**Your task**
Whenever a line in the listing contains "ProofKind", copy that line.

(Beginning of Data for processing)

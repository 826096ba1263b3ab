//! Key Generation CLI for the WhaleVault circuits
//!
//! Generates proving and verifying keys for the withdraw and transfer
//! circuits and writes them as `<kind>.pk` / `<kind>.vk` into one directory.
//!
//! Usage:
//!   cargo run --package whalevault-prover --bin keygen -- --out-dir ./keys
//!
//! Note: Keys must be regenerated whenever a circuit changes.

use std::fs;
use std::path::PathBuf;

use anyhow::{Context, Result};
use ark_std::rand::{SeedableRng, rngs::StdRng};

use whalevault_prover::constants::{NUM_PUBLIC_INPUTS, TREE_DEPTH};
use whalevault_prover::prover::key_paths;
use whalevault_prover::{Groth16Prover, ProofKind};

fn main() -> Result<()> {
    let args: Vec<String> = std::env::args().collect();

    let mut out_dir = PathBuf::from("./keys");
    let mut seed: Option<u64> = None;
    let mut force = false;

    let mut i = 1;
    while i < args.len() {
        match args[i].as_str() {
            "--out-dir" => {
                i += 1;
                if i < args.len() {
                    out_dir = PathBuf::from(&args[i]);
                }
            }
            "--seed" => {
                i += 1;
                if i < args.len() {
                    seed = Some(args[i].parse().context("--seed must be an integer")?);
                }
            }
            "--force" | "-f" => {
                force = true;
            }
            "--help" | "-h" => {
                print_help();
                return Ok(());
            }
            _ => {
                eprintln!("Unknown argument: {}", args[i]);
                print_help();
                std::process::exit(1);
            }
        }
        i += 1;
    }

    let kinds = [ProofKind::Withdraw, ProofKind::Transfer];
    let all_exist = kinds.iter().all(|kind| {
        let (pk, vk) = key_paths(&out_dir, *kind);
        pk.exists() && vk.exists()
    });
    if !force && all_exist {
        println!("Keys already exist in {}", out_dir.display());
        println!("\nUse --force to regenerate keys.");
        return Ok(());
    }

    println!("WhaleVault Key Generation");
    println!("=========================");
    println!("  Tree depth:    {}", TREE_DEPTH);
    println!("  Public inputs: {} per circuit", NUM_PUBLIC_INPUTS);
    println!("    withdraw: root, nullifier_hash, recipient, amount");
    println!("    transfer: root, nullifier_hash, new_commitment, amount");
    println!();

    let mut rng = match seed {
        Some(seed) => {
            println!("WARNING: deterministic seed {seed}; keys are NOT safe for production");
            StdRng::seed_from_u64(seed)
        }
        None => StdRng::from_entropy(),
    };

    println!("Performing Groth16 circuit-specific setup...");
    let start = std::time::Instant::now();
    let prover = Groth16Prover::setup(&mut rng).context("Failed to perform circuit setup")?;
    println!("Setup complete in {:?}", start.elapsed());
    println!();

    fs::create_dir_all(&out_dir).context("Failed to create key directory")?;

    for kind in kinds {
        let keys = prover.keys(kind);
        let (pk_bytes, vk_bytes) = keys.to_bytes()?;
        let (pk_path, vk_path) = key_paths(&out_dir, kind);

        fs::write(&pk_path, &pk_bytes)
            .with_context(|| format!("Failed to write {}", pk_path.display()))?;
        fs::write(&vk_path, &vk_bytes)
            .with_context(|| format!("Failed to write {}", vk_path.display()))?;

        println!("{kind}:");
        println!(
            "  {} ({:.2} MB)",
            pk_path.display(),
            pk_bytes.len() as f64 / 1024.0 / 1024.0
        );
        println!("  {} ({} bytes)", vk_path.display(), vk_bytes.len());
        println!("  vk hash (blake3): {}", hex::encode(keys.vk_hash()?));
    }

    println!();
    println!("Key generation complete!");
    println!();
    println!("To use with the WhaleVault server:");
    println!("  export WV_PROVER_MODE=groth16");
    println!("  export WV_PROVER_KEYS_DIR={}", out_dir.display());

    Ok(())
}

fn print_help() {
    println!("WhaleVault Key Generation Tool");
    println!();
    println!("USAGE:");
    println!("    keygen [OPTIONS]");
    println!();
    println!("OPTIONS:");
    println!("    --out-dir <PATH>   Directory for key files (default: ./keys)");
    println!("    --seed <N>         Deterministic RNG seed (testing only)");
    println!("    --force, -f        Overwrite existing keys");
    println!("    --help, -h         Show this help message");
}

(End of Data for processing)

**Written solution**
use whalevault_prover::{Groth16Prover, ProofKind};
    let kinds = [ProofKind::Withdraw, ProofKind::Transfer];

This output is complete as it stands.